My first stop on the lakeshore was Cobourg Harbour, which was completely fogged in. There could have been hundreds of shorebirds on the breakwaters, but I couldn’t see more than 20 meters. I quickly gave this up as a lost cause and headed for the Lake Street marsh in Port Hope.

As I drove to the east parking lot at Lake Street, I met Anne Tesluk and Simone Merey scanning the larches for birds. They had seen several species of warblers, flycatchers and vireos, as well as orioles and Indigo Buntings. I parked and went back to join them. Among the 14 species of warblers were Blackpoll, Cape May and Wilson’s, all of which were new. We also saw a Yellow-bellied Flycatcher, which was a new species for the birdathon. A quick check of the area along the creek failed to produce the gnatcatchers that usually breed there, or any other new birds. With just over an hour to go, I decided there barely enough time for a flying visit to Candlewick Woods.

On the way to Candlewick, I decided to check the jetties at Port Hope Harbour again. These are shorter than the ones in Cobourg so I might be able to see any birds on them. This proved to be a good decision, as there were two Great Black-backed Gulls and four Whimbrels on them. Unfortunately, there were no other shorebirds. I did carefully scrutinize a group of 6 Common Terns to make sure they were not Arctics.

I walked the laneway to Candlewick as fast as possible. There were very few birds on the laneway or the orchard. Was this an omen? I was not distracted by waterbirds on the lake, as the fog was so thick you could not even see the lake. A lone male Bobolink sang from a small shrub on the shorecliff.

The woods were full of birds. In the first group of warblers encountered, I added Philadelphia Vireo. I worked along the south edge of the woods with half an hour to go. I quickly scanned the groups of warblers to see if there were any more new species. The flocks mainly consisted of Magnolia, Chestnut-sided, Tennessee Warblers, and American Redstarts, with a good sprinkling of other species. In the southeast corner of the woods, I heard and then saw a Northern Parula to add to the list. Along the east side of the woods, I heard a Swainson’s Thrush, another new species. With just a few minutes remaining, I reached the northeast corner of the woods and scanned the white spruces for anything  new. I was not disappointed. A female Bay-breasted Warbler appeared, and then another. Altogether, there were at least 12 Bay-breasted. With time now expired, I stood and watched the spectacle of warblers and vireos in that corner of the woods. A Blackburnian here, a Canada there, a Black-throated Green, another Cape May. I ended up spending over an hour more in the woods, seeing 17 species of warblers.

I headed out of the woods with fog now gone and the sun shining.

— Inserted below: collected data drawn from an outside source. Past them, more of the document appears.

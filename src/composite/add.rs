//! Weighted blend of two layers with explicit opacities.
//!
//! Each layer's straight color is premultiplied by the opacity it is given, then the layers are
//! combined with premultiplied "over":
//!
//! ```text
//! rgb1   = layer1.rgb * alpha1
//! rgb2   = layer2.rgb * alpha2
//! outRGB = rgb1 + rgb2 * (1 - alpha1)
//! outA   = alpha1 + alpha2 * (1 - alpha1)
//! ```
//!
//! The layers' own alpha channels do not enter the formula. With masking enabled, `layer1`'s
//! alpha channel only decides which output pixels are forced to `(0, 0, 0, 0)`.

use image::RgbaImage;

use crate::{
    composite::{
        alpha::{AlphaSource, TransparencyMask},
        ensure_same_dimensions,
        exec::for_each_row,
        into_image, row_bytes,
        settings::{CompositeSettings, Rounding},
    },
    foundation::{
        error::BlendResult,
        math::{denormalize, normalize, pixel},
    },
};

/// Blend `layer1` over `layer2` with opacities `alpha1`/`alpha2`, using default settings.
///
/// When `apply_mask` is set, every pixel whose alpha byte in `layer1` is exactly 0 comes out
/// as `(0, 0, 0, 0)`, whatever the opacities are.
pub fn composite_add(
    layer1: &RgbaImage,
    layer2: &RgbaImage,
    alpha1: &AlphaSource,
    alpha2: &AlphaSource,
    apply_mask: bool,
) -> BlendResult<RgbaImage> {
    composite_add_with(
        layer1,
        layer2,
        alpha1,
        alpha2,
        apply_mask,
        &CompositeSettings::default(),
    )
}

/// [`composite_add`] with explicit settings.
#[tracing::instrument(
    skip(layer1, layer2, alpha1, alpha2, settings),
    fields(width = layer1.width(), height = layer1.height())
)]
pub fn composite_add_with(
    layer1: &RgbaImage,
    layer2: &RgbaImage,
    alpha1: &AlphaSource,
    alpha2: &AlphaSource,
    apply_mask: bool,
    settings: &CompositeSettings,
) -> BlendResult<RgbaImage> {
    settings.validate()?;
    let (width, height) = ensure_same_dimensions(layer1, layer2)?;
    let a1 = alpha1.resolve((width, height), settings.alpha_range)?;
    let a2 = alpha2.resolve((width, height), settings.alpha_range)?;

    let mask = apply_mask.then(|| TransparencyMask::from_image(layer1));
    if let Some(mask) = &mask {
        tracing::debug!(masked = mask.count(), "captured transparency mask");
    }

    let rounding = settings.rounding;
    let row_len = width as usize * 4;
    let mut out = vec![0u8; row_len * height as usize];
    for_each_row(&mut out, row_len, &settings.threading, |y, row| {
        let row_start = y * width as usize;
        let l1_row = row_bytes(layer1, y);
        let l2_row = row_bytes(layer2, y);
        for (x, ((o, p1), p2)) in row
            .chunks_exact_mut(4)
            .zip(l1_row.chunks_exact(4))
            .zip(l2_row.chunks_exact(4))
            .enumerate()
        {
            let idx = row_start + x;
            let blended = add_pixel(pixel(p1), pixel(p2), a1.at(idx), a2.at(idx), rounding);
            if mask.as_ref().is_some_and(|m| m.at(idx)) {
                o.fill(0);
            } else {
                o.copy_from_slice(&blended);
            }
        }
    })?;

    into_image(width, height, out)
}

pub(crate) fn add_pixel(
    p1: [u8; 4],
    p2: [u8; 4],
    alpha1: f32,
    alpha2: f32,
    rounding: Rounding,
) -> [u8; 4] {
    let inv = 1.0 - alpha1;
    let mut out = [0u8; 4];
    for i in 0..3 {
        let rgb1 = normalize(p1[i]) * alpha1;
        let rgb2 = normalize(p2[i]) * alpha2;
        out[i] = denormalize(rgb1 + rgb2 * inv, rounding);
    }
    out[3] = denormalize(alpha1 + alpha2 * inv, rounding);
    out
}

#[cfg(test)]
#[path = "../../tests/unit/composite/add.rs"]
mod tests;
//! 工具参数 Schema 与工具调用格式（schemars 自动生成）
//!
//! 内置工具的参数结构体派生 JsonSchema，parameters_schema 直接用 args_schema::<T>()；
//! Worker 的 system prompt 中注入 tool_call_schema_json()，减少 LLM 输出格式错误。

use std::collections::HashMap;

use schemars::{schema_for, JsonSchema};
use serde::de::DeserializeOwned;
use serde_json::Value;

use crate::tools::ToolResult;

/// 工具调用请求格式：与 Worker 解析的 `{"tool": "...", "args": {...}}` 一致（仅用于 Schema 生成）
#[allow(dead_code)]
#[derive(JsonSchema)]
struct ToolCallFormat {
    /// 工具名，如 get_stock_price、create_chart、save_report
    pub tool: String,
    /// 工具参数，依工具不同而不同（ticker、period、title、content 等）
    pub args: HashMap<String, Value>,
}

/// 返回工具调用的 JSON Schema 字符串，可拼入 system prompt
pub fn tool_call_schema_json() -> String {
    let schema = schema_for!(ToolCallFormat);
    serde_json::to_string_pretty(&schema).unwrap_or_default()
}

/// 参数结构体的 JSON Schema
pub fn args_schema<T: JsonSchema>() -> Value {
    serde_json::to_value(schema_for!(T)).unwrap_or(Value::Null)
}

/// 反序列化工具参数；失败时直接给出可返回的 ToolResult
pub fn parse_args<T: DeserializeOwned>(args: Value) -> Result<T, ToolResult> {
    let args = if args.is_null() { serde_json::json!({}) } else { args };
    serde_json::from_value(args).map_err(|e| ToolResult::failure(format!("invalid arguments: {e}")))
}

On the lake were several Red-breasted Mergansers, but no Long-tailed Ducks. No doubt they had left last night.

I arrived home, made myself some lunch, and counted up the species. Despite the last minute good luck, I knew that this was not going to be record setting. I was a bit surprised to tally 146 species, with a long list of missed birds. The worst misses were Great Blue Heron, Red-tailed Hawk, Northern Harrier, Blue-headed Vireo, White-breasted Nuthatch and Blue-gray Gnatcatcher. I also missed many scarce and/or secretive breeding birds like Sora and Barred Owl.

Overall, I was happy with the total. The decision to come back to the lakeshore proved to be a good one, as it added 10 species. I would have been lucky to add half that number if I had remained in the forest. I also would have missed the sheer pleasure of observing scores of warblers, vireos, flycatchers and buntings in Candlewick Woods.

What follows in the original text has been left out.